(WHAT TO WORK ON) Looking at the data below, state how many lines contain "averages". No other words are wanted.

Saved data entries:
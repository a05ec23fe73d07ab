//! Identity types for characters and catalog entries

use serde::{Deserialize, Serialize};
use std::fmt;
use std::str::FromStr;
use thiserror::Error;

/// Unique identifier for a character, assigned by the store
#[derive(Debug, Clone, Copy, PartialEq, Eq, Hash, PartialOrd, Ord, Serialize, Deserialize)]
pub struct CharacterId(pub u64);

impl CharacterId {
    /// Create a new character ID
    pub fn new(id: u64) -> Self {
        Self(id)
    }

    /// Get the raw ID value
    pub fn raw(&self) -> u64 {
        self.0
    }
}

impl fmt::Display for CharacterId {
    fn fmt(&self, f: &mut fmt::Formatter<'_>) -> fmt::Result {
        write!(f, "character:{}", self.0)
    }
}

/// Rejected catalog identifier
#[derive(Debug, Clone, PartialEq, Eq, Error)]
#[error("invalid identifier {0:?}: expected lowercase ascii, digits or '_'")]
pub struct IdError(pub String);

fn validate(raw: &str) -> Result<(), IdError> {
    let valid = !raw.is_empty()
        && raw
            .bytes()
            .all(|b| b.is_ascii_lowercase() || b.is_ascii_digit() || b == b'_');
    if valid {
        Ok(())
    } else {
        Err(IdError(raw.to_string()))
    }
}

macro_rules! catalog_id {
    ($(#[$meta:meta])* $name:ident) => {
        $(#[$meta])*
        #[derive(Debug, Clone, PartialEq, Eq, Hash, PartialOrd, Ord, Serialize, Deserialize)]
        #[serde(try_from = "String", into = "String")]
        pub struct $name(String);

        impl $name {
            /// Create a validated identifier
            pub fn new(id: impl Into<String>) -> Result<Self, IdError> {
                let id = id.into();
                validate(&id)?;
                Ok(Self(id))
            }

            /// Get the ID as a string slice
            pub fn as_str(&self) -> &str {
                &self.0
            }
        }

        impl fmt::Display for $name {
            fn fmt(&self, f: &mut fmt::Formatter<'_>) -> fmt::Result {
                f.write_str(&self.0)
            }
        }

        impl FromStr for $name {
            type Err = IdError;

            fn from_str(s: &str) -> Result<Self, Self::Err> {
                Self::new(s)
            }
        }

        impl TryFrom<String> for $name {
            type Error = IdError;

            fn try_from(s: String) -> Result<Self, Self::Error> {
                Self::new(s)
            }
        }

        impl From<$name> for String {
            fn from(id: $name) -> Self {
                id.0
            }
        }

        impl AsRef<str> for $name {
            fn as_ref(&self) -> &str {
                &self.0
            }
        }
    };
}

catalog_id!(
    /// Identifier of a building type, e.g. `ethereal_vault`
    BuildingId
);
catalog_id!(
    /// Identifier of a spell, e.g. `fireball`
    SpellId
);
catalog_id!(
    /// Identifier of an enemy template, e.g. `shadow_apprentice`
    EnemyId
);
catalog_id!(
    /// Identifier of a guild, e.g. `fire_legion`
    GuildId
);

---

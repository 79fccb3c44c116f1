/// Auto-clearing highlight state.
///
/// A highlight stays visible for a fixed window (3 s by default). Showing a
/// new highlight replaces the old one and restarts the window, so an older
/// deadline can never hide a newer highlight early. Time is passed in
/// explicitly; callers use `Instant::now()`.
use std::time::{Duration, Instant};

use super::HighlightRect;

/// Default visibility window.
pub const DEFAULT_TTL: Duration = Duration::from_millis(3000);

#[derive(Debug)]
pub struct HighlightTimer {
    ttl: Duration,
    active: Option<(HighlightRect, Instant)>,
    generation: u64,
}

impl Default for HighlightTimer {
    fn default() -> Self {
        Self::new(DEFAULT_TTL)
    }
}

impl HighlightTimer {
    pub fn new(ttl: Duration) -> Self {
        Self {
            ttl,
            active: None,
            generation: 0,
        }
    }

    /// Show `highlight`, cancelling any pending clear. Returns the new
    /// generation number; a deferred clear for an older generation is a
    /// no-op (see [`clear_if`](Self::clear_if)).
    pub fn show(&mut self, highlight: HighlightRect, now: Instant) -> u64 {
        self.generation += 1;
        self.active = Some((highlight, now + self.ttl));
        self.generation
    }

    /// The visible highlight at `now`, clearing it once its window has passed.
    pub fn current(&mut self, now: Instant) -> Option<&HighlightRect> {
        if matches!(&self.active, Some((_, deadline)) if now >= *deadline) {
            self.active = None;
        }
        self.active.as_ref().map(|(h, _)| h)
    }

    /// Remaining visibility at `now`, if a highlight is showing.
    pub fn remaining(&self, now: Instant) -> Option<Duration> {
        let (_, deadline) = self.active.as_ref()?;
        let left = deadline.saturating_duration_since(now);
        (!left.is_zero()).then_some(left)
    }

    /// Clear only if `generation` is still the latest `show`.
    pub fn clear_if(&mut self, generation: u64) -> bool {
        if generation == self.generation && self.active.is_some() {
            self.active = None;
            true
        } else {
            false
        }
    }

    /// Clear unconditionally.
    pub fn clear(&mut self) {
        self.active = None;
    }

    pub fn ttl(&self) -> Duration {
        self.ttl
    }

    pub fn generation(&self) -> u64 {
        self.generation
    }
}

---

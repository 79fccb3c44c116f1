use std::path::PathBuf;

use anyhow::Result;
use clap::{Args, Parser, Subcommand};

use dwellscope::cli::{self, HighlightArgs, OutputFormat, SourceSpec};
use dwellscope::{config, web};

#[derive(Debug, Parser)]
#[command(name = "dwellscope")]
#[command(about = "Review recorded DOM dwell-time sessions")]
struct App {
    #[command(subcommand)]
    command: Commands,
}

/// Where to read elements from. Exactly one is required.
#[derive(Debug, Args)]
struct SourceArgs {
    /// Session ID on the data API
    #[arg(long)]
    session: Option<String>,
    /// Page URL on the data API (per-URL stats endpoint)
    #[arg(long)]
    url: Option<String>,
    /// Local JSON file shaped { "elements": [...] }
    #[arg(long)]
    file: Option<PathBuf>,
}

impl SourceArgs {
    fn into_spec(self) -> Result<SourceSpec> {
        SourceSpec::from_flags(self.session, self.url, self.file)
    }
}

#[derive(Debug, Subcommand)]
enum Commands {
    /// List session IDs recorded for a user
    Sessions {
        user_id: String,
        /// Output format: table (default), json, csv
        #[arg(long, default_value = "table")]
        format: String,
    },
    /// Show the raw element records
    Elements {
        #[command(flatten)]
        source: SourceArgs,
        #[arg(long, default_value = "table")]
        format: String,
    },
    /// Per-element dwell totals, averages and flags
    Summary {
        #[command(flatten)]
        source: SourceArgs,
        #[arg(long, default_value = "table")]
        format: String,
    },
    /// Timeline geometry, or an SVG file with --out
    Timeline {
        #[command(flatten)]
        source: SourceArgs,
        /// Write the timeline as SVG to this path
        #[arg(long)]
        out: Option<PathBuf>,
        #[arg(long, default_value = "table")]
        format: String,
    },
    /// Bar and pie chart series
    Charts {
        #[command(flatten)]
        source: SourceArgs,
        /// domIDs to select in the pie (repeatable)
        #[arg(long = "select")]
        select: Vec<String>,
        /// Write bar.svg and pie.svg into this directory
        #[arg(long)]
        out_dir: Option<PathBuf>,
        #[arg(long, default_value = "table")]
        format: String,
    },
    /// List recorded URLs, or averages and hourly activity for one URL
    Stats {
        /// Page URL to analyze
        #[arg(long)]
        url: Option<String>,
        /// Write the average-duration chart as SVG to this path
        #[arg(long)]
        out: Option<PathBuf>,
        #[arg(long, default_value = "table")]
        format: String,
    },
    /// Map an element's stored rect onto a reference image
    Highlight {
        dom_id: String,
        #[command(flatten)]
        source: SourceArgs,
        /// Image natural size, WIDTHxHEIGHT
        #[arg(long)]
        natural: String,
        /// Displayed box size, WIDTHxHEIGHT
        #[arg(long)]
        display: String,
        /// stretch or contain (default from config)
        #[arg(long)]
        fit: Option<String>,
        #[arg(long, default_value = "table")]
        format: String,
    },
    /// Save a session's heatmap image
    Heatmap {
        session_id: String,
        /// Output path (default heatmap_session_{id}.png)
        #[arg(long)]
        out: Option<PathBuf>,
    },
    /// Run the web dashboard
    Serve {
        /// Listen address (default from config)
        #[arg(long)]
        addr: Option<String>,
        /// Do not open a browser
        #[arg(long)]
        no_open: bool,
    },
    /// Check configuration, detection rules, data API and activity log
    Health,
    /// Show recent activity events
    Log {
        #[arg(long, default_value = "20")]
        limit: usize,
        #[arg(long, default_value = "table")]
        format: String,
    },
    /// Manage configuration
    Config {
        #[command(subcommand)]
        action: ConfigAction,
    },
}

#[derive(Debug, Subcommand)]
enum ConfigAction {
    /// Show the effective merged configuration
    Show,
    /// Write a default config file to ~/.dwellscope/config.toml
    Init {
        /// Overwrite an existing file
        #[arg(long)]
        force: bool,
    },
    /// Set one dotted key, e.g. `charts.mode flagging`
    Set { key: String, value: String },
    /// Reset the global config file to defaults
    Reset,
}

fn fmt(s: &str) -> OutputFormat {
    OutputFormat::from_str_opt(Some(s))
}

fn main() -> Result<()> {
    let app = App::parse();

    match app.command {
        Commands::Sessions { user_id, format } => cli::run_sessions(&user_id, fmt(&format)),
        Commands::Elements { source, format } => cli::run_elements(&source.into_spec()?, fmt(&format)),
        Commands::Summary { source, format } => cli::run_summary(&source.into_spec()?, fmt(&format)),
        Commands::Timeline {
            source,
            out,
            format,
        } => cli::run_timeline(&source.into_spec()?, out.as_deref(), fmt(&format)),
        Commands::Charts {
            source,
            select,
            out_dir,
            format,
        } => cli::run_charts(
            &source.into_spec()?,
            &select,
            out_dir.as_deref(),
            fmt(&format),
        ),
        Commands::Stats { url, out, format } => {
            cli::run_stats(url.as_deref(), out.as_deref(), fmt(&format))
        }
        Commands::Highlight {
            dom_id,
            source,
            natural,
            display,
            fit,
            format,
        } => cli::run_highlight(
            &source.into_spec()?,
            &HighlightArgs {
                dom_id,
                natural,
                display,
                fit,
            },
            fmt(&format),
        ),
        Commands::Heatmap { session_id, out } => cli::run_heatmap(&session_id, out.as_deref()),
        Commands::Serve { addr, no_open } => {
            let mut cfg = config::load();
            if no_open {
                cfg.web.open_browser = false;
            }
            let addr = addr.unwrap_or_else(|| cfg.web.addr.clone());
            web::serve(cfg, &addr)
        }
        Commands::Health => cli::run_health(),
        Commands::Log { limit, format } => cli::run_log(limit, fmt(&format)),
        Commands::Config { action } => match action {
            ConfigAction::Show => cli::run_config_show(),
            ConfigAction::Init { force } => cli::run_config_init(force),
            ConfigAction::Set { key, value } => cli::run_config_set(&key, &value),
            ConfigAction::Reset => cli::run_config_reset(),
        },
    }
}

(YOUR SOLUTION) 2